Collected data
= Beginning of Section =

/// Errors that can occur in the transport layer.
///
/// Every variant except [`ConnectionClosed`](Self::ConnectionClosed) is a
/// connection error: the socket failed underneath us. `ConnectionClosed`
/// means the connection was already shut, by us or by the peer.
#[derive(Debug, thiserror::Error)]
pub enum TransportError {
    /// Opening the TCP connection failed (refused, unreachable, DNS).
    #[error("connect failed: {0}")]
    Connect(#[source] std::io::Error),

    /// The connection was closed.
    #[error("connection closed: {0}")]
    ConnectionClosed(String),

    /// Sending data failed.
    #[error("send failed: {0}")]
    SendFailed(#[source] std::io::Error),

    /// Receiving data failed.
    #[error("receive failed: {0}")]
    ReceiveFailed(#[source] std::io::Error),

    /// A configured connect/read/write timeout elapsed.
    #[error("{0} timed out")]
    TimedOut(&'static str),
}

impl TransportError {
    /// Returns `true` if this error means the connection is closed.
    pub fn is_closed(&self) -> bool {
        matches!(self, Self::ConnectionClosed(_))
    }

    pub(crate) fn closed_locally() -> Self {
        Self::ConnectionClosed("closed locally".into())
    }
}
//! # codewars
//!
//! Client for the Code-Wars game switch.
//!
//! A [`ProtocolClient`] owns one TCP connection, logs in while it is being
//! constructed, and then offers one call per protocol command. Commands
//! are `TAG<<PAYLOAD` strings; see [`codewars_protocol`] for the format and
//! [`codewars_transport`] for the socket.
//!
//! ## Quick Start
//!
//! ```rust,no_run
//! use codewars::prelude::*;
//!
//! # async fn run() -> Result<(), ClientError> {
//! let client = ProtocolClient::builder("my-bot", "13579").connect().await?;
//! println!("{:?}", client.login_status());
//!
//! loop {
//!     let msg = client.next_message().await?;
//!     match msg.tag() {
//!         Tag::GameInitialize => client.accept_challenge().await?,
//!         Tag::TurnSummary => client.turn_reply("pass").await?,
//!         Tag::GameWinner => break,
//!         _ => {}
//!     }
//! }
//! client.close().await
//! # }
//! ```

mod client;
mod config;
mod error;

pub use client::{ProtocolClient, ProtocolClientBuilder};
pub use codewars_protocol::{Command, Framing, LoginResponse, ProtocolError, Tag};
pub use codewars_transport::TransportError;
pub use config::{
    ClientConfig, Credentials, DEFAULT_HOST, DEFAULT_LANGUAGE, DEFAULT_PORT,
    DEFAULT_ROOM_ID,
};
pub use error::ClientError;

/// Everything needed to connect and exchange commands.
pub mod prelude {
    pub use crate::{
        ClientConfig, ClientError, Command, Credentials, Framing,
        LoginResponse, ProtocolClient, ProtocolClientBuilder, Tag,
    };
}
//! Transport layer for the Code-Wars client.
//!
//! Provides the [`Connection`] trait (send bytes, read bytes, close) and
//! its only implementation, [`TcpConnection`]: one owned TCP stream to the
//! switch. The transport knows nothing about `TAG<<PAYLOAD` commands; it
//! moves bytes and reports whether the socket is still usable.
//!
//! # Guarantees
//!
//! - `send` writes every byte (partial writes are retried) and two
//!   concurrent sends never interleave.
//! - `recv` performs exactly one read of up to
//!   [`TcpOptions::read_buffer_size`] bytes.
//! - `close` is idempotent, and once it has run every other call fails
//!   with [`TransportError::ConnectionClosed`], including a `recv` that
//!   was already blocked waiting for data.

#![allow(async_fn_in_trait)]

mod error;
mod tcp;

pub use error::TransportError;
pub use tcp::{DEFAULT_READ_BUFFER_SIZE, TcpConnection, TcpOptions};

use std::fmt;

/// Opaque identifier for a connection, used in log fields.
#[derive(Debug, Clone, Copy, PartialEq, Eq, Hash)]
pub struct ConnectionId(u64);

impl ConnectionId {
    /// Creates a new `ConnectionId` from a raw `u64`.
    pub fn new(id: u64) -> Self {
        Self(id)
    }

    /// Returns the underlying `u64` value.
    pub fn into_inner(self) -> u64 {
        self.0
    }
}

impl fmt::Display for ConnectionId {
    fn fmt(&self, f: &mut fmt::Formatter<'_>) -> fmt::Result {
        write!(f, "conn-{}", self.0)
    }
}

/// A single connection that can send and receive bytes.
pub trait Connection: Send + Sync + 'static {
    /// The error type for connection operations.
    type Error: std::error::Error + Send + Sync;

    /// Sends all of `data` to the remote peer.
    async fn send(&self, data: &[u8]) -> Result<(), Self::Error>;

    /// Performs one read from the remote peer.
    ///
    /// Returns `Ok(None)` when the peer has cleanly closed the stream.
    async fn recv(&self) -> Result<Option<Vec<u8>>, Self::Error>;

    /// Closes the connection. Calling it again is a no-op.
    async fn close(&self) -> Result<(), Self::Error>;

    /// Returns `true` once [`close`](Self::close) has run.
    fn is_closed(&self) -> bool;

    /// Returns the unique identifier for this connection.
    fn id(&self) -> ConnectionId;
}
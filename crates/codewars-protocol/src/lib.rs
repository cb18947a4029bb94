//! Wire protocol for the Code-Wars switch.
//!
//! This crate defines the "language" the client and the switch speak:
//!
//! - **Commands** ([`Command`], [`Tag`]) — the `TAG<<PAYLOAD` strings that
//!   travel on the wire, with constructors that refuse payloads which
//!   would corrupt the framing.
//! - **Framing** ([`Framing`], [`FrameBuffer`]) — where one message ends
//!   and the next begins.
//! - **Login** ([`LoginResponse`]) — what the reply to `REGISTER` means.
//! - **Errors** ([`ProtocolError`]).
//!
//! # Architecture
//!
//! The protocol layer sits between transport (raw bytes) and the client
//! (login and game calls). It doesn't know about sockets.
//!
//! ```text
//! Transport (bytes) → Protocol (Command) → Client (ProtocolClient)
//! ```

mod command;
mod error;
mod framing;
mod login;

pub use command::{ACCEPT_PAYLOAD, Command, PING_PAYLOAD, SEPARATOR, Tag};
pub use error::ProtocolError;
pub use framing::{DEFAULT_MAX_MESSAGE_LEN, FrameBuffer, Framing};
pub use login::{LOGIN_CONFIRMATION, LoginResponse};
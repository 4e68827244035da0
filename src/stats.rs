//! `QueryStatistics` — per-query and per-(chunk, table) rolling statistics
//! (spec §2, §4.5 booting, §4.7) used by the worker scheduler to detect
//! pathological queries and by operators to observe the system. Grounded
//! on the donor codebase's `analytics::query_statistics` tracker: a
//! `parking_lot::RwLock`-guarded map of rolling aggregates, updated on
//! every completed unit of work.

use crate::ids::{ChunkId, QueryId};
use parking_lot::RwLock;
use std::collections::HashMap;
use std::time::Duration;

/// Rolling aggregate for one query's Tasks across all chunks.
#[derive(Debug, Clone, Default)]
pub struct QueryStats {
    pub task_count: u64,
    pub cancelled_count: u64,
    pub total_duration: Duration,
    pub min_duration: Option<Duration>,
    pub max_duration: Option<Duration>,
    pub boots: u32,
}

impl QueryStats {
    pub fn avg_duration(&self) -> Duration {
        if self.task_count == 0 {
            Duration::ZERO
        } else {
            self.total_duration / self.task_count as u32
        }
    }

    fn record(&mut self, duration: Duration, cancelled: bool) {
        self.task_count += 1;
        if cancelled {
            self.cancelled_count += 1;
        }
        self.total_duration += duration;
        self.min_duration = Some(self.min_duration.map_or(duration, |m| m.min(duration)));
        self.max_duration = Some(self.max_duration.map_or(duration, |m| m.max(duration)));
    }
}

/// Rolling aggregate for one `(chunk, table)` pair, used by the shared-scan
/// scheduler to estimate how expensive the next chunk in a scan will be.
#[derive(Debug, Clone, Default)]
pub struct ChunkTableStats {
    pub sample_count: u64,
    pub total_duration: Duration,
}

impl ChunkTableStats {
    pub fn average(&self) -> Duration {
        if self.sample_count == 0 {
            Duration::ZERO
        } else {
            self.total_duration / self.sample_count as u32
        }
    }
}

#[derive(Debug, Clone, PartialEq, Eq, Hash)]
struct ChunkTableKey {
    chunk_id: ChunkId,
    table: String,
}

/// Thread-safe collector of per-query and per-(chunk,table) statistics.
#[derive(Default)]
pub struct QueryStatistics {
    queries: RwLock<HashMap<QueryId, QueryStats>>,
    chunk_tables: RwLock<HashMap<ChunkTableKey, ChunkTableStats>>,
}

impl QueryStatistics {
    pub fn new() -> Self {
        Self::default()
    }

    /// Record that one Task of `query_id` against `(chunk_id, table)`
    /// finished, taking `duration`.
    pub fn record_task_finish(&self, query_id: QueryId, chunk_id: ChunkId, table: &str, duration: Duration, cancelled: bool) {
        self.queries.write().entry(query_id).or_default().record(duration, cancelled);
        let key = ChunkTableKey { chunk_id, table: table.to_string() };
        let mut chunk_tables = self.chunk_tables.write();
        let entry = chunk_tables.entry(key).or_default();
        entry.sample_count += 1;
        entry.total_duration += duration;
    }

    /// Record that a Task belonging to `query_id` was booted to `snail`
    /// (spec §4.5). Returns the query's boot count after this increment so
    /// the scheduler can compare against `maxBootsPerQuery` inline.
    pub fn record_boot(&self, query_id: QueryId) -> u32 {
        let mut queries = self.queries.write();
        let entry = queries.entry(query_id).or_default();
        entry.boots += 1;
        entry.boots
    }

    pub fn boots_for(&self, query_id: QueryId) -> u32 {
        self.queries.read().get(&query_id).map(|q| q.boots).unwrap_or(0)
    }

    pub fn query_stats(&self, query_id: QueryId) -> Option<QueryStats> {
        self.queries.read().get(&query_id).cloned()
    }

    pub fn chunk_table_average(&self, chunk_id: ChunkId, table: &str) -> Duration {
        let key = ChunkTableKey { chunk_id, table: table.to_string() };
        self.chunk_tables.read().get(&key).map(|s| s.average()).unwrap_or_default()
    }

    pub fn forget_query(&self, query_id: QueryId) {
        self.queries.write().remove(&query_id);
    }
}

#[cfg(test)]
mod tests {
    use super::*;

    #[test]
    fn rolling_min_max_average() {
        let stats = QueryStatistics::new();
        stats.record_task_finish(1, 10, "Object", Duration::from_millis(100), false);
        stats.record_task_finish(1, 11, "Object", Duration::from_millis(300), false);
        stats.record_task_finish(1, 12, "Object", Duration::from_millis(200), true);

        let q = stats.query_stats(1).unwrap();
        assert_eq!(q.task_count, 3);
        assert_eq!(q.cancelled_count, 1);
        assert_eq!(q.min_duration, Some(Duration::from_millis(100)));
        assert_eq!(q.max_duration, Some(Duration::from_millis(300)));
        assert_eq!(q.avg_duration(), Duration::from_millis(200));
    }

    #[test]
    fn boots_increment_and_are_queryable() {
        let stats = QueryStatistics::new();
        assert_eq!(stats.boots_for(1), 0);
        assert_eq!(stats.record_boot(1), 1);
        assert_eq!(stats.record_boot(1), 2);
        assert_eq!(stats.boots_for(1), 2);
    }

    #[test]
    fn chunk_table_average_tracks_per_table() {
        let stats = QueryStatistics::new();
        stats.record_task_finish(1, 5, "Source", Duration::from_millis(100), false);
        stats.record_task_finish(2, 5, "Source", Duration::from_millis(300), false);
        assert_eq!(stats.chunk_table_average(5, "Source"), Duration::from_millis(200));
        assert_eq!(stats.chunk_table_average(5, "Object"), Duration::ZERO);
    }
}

= End of Section =

Take the line above containing "Returns the underlying", the line containing "type Error: std::error::Error", and all lines in between, and copy them exactly without anything else.

> Task output:
    /// Returns the underlying `u64` value.
    pub fn into_inner(self) -> u64 {
        self.0
    }
}

impl fmt::Display for ConnectionId {
    fn fmt(&self, f: &mut fmt::Formatter<'_>) -> fmt::Result {
        write!(f, "conn-{}", self.0)
    }
}

/// A single connection that can send and receive bytes.
pub trait Connection: Send + Sync + 'static {
    /// The error type for connection operations.
    type Error: std::error::Error + Send + Sync;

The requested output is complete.